More than one third (36 percent) of Millennials (ages 18-34) have aimed to deceive their followers by posting social media vacation images that make trips look better than they are, according to the 10th annual 2018 Vacation Confidence Index, released by Allianz Global Assistance. The study found that 15 percent of Gen X’ers (ages 35 – 54) and 5 percent of Baby Boomers (ages 55+) have done the same.
Of those who confessed to this social media deception, 65 percent do so in an attempt to make others envious, while 51 percent use it as an opportunity to compete with others who do the same. Of all respondents, guilty of social media deception or not, men are slightly more likely than women to post vacation photos on social media to make friends/family jealous (men: 28 percent and women: 16 percent) and compete with others (men: 22 percent and women: 8 percent).
Millennials are more likely than any other age group to document their travel on social media, but the reasons for doing so vary: 63 percent post about their vacations on social media to look back on the trip with rose-colored glasses; 58 percent to share photos in which they look best; 52 percent to post photos in which their surroundings look best; 37 percent to make friends/family jealous; and 27 percent to compete with others who post pictures of their own vacations.
Gen X’ers and Baby Boomers are not immune to the lure of social media in order to: look back on a trip (Gen X’ers: 46 percent and Baby Boomers: 23 percent); share photos in which they look best (Gen X’ers: 45 percent and Baby Boomers: 20 percent) and in which their surroundings look best (Gen X’ers: 44 percent and Baby Boomers: 15 percent); provoke jealousy (Gen X’ers: 20 percent and Baby Boomers: nine percent) and compete with others (Gen X’ers: 14 percent and Baby Boomers: three percent).
Ironically, those who have used social media in a deceptive manner are more likely to trust social media posts from users, brands and media, Allianz said.
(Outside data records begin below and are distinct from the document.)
/// Measured block: per-line extents at one pixel size.
#[derive(Clone, Debug, Default, PartialEq)]
pub struct BlockMetrics {
    /// Pixel size the block was measured at (0 for images).
    pub size_px: f32,
    /// Extent of each line in order.
    pub lines: SmallVec<[TextExtent; 4]>,
    /// Widest line.
    pub width: f64,
    /// Stacked height including line gaps.
    pub height: f64,
}

/// Result of a fit: final ratios, measurements and where each block goes.
#[derive(Clone, Debug, PartialEq)]
pub struct FitOutcome {
    /// Final title ratio.
    pub title_ratio: f64,
    /// Final subtitle ratio.
    pub subtitle_ratio: f64,
    /// Final provider ratio.
    pub provider_ratio: f64,
    /// Measure passes performed inside the loop.
    pub iterations: u32,
    /// Whether the final measurement fits the box.
    pub fits: bool,
    /// Whether a floor stopped further shrinking.
    pub floor_hit: bool,
    /// Title metrics (empty when there is no title).
    pub title: BlockMetrics,
    /// Subtitle metrics.
    pub subtitle: Option<BlockMetrics>,
    /// Provider metrics.
    pub provider: Option<BlockMetrics>,
    /// Top edge of the title block.
    pub title_top: i64,
    /// Top edge of the subtitle line.
    pub subtitle_top: i64,
    /// Top edge of the provider line.
    pub provider_top: i64,
}

/// Pixel font size for `ratio` of the canvas height, truncated, at least 1.
pub fn size_for_ratio(canvas: CanvasSize, ratio: f64) -> f32 {
    (canvas.frac_h(ratio).max(1)) as f32
}

/// Shrinks text to fit a box and paints it.
pub struct TextFitter<'a> {
    engine: &'a mut dyn TextEngine,
    style: &'a FitStyle,
}

impl<'a> TextFitter<'a> {
    /// Fitter measuring with `engine` under the loop limits of `style`.
    pub fn new(engine: &'a mut dyn TextEngine, style: &'a FitStyle) -> Self {
        Self { engine, style }
    }

    /// Run the fit loop and anchor the result.
    pub fn fit(&mut self, req: &FitRequest<'_>) -> CardResult<FitOutcome> {
        let title_scales = matches!(req.title, TitleContent::Lines { .. });
        let available_w = req.bounds.width;
        let available_h = req.available_height();
        let damping = self.style.damping;
        let floors = Ratios {
            title: self.style.title_floor.min(req.title_ratio),
            subtitle: self.style.subtitle_floor.min(req.subtitle_ratio),
            provider: self.style.provider_floor.min(req.provider_ratio),
        };

        let mut ratios = Ratios {
            title: req.title_ratio,
            subtitle: req.subtitle_ratio,
            provider: req.provider_ratio,
        };
        let mut iterations = 0;
        let mut fitted = None;

        for _ in 0..self.style.max_iterations {
            iterations += 1;
            let m = self.measure(req, ratios)?;
            let width = m.width(req);
            let height = m.height(req);
            let fits_w = width <= available_w;
            let fits_h = height <= available_h;
            if fits_w && fits_h {
                fitted = Some(m);
                break;
            }

            if !fits_w && width > 0.0 {
                let s = available_w / width * damping;
                if title_scales {
                    ratios.title *= s;
                }
                ratios.subtitle *= s;
                ratios.provider *= s;
            }
            if !fits_h && height > 0.0 {
                if title_scales {
                    let s = available_h / height * damping;
                    ratios.title *= s;
                    ratios.subtitle *= s;
                    ratios.provider *= s;
                } else {
                    // Fixed title height: only the lines below it can give way.
                    let flexible = m.subtitle.as_ref().map_or(0.0, |b| b.height)
                        + m.provider.as_ref().map_or(0.0, |b| b.height);
                    if flexible > 0.0 {
                        let room = available_h - (height - flexible);
                        let s = (room / flexible).max(0.0) * damping;
                        ratios.subtitle *= s;
                        ratios.provider *= s;
                    }
                }
            }
            if title_scales {
                ratios.title = ratios.title.max(floors.title);
            }
            ratios.subtitle = ratios.subtitle.max(floors.subtitle);
            ratios.provider = ratios.provider.max(floors.provider);
        }

        let m = match fitted {
            Some(m) => m,
            None => self.measure(req, ratios)?,
        };
        let fits = m.width(req) <= available_w && m.height(req) <= available_h;
        let at_floor = (title_scales && ratios.title <= floors.title)
            || (req.subtitle.is_some() && ratios.subtitle <= floors.subtitle)
            || (req.provider.is_some() && ratios.provider <= floors.provider);

        let tops = m.anchor(req);
        Ok(FitOutcome {
            title_ratio: ratios.title,
            subtitle_ratio: ratios.subtitle,
            provider_ratio: ratios.provider,
            iterations,
            fits,
            floor_hit: !fits && at_floor,
            title: m.title,
            subtitle: m.subtitle,
            provider: m.provider,
            title_top: tops.title,
            subtitle_top: tops.subtitle,
            provider_top: tops.provider,
        })
    }

    /// Paint the title lines, subtitle and provider line of `outcome`, each centered in the box.
    ///
    /// The subtitle takes the title paint. A title image is not painted here; the caller
    /// composites it at `outcome.title_top`.
    pub fn draw(
        &mut self,
        canvas: &mut RgbaImage,
        req: &FitRequest<'_>,
        outcome: &FitOutcome,
        paint: &TextBoxStyle,
    ) -> CardResult<()> {
        let title_color = paint.title_color.with_alpha(paint.title_alpha);
        if let TitleContent::Lines { lines, font } = req.title {
            let mut y = outcome.title_top;
            for (text, extent) in lines.iter().zip(&outcome.title.lines) {
                let x = centered_x(req, extent.width);
                let size = outcome.title.size_px;
                self.draw_line(canvas, text, font, size, (x, y), title_color, paint)?;
                y += extent.height as i64 + req.line_gap as i64;
            }
        }
        if let (Some(line), Some(m)) = (&req.subtitle, &outcome.subtitle) {
            let origin = (centered_x(req, m.width as f32), outcome.subtitle_top);
            self.draw_line(canvas, line.text, line.font, m.size_px, origin, title_color, paint)?;
        }
        if let (Some(line), Some(m)) = (&req.provider, &outcome.provider) {
            let color = paint.provider_color.with_alpha(paint.provider_alpha);
            let origin = (centered_x(req, m.width as f32), outcome.provider_top);
            self.draw_line(canvas, line.text, line.font, m.size_px, origin, color, paint)?;
        }
        Ok(())
    }

    #[allow(clippy::too_many_arguments)]
    fn draw_line(
        &mut self,
        canvas: &mut RgbaImage,
        text: &str,
        font: &FontData,
        size_px: f32,
        (x, y): (i64, i64),
        color: Rgba<u8>,
        paint: &TextBoxStyle,
    ) -> CardResult<()> {
        let origin = PixelOffset::new(x, y);
        if let Some(shadow) = paint.shadow {
            let shadow_color = Rgba([0, 0, 0, shadow.alpha]);
            let at = origin.shifted(shadow.dx, shadow.dy);
            self.engine.draw(canvas, text, font, size_px, at, shadow_color)?;
        }
        self.engine.draw(canvas, text, font, size_px, origin, color)
    }

    fn measure(&mut self, req: &FitRequest<'_>, ratios: Ratios) -> CardResult<Measured> {
        let title = match req.title {
            TitleContent::None => BlockMetrics::default(),
            TitleContent::Image { width, height } => BlockMetrics {
                size_px: 0.0,
                lines: SmallVec::new(),
                width: f64::from(width),
                height: f64::from(height),
            },
            TitleContent::Lines { lines, font } => {
                let size = size_for_ratio(req.canvas, ratios.title);
                self.measure_block(lines, font, size, req.line_gap)?
            }
        };
        let subtitle = self.measure_line(req, req.subtitle.as_ref(), ratios.subtitle)?;
        let provider = self.measure_line(req, req.provider.as_ref(), ratios.provider)?;
        Ok(Measured {
            title,
            subtitle,
            provider,
        })
    }

    fn measure_line(
        &mut self,
        req: &FitRequest<'_>,
        line: Option<&TextLine<'_>>,
        ratio: f64,
    ) -> CardResult<Option<BlockMetrics>> {
        match line {
            Some(l) => {
                let size = size_for_ratio(req.canvas, ratio);
                Ok(Some(self.measure_block(&[l.text], l.font, size, req.line_gap)?))
            }
            None => Ok(None),
        }
    }

    fn measure_block(
        &mut self,
        lines: &[&str],
        font: &FontData,
        size_px: f32,
        line_gap: f64,
    ) -> CardResult<BlockMetrics> {
        let mut block = BlockMetrics {
            size_px,
            ..BlockMetrics::default()
        };
        for line in lines {
            let extent = self.engine.measure(line, font, size_px)?;
            block.width = block.width.max(f64::from(extent.width));
            block.height += f64::from(extent.height);
            block.lines.push(extent);
        }
        if block.lines.len() > 1 {
            block.height += line_gap * (block.lines.len() - 1) as f64;
        }
        Ok(block)
    }
}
Of the respondents who posted on social media to make their vacation look better than reality, 87 percent trust posts from people they personally know; 69 percent trust those from brands; 69 percent trust media organizations/news outlets; and 60 percent trust social users they do not know personally, including celebrities and social media influencers. Of all respondents, whether or not they’ve engaged in social media deception, 86 percent trust the accuracy of social media posts from people they know personally; 55 percent from brands; 46 percent from media organizations/news outlets and 31 percent from users they do not know.
With the role social media plays in the lives of Millennials, more than half (51 percent) feel that social media posts influence their own travel planning choices. Three in ten Americans of all age groups admit their travel planning choices are somewhat or very influenced by social media posts. Despite the prevalence of social media influencers working with destinations and brands, these respondents are still most influenced by posts of friends and family (63 percent), over posts from media and news organizations (11 percent), users they do not know personally (9 percent) or brands (8 percent).
Half (49 percent) of Americans say Facebook is the social media platform that most inspires them to travel, followed by Instagram (35 percent), Pinterest (19 percent), Twitter (13 percent) and Snapchat (13 percent). More than a third (34 percent) say that social media platforms do not inspire them to travel. Women are more likely to be inspired by Pinterest (25 percent of woman compared to 12 percent of men) and men by Twitter (20 percent of men compared to seven percent of women).
“Social media changes the way we live, work, play and of course, travel. As Millennials continue to lead trends, it will be interesting to see if social deception becomes a more common and even acceptable activity when portraying vacations to friends, family and followers,” said Dan Durazo, director of communications, Allianz Global Assistance USA, in a written statement.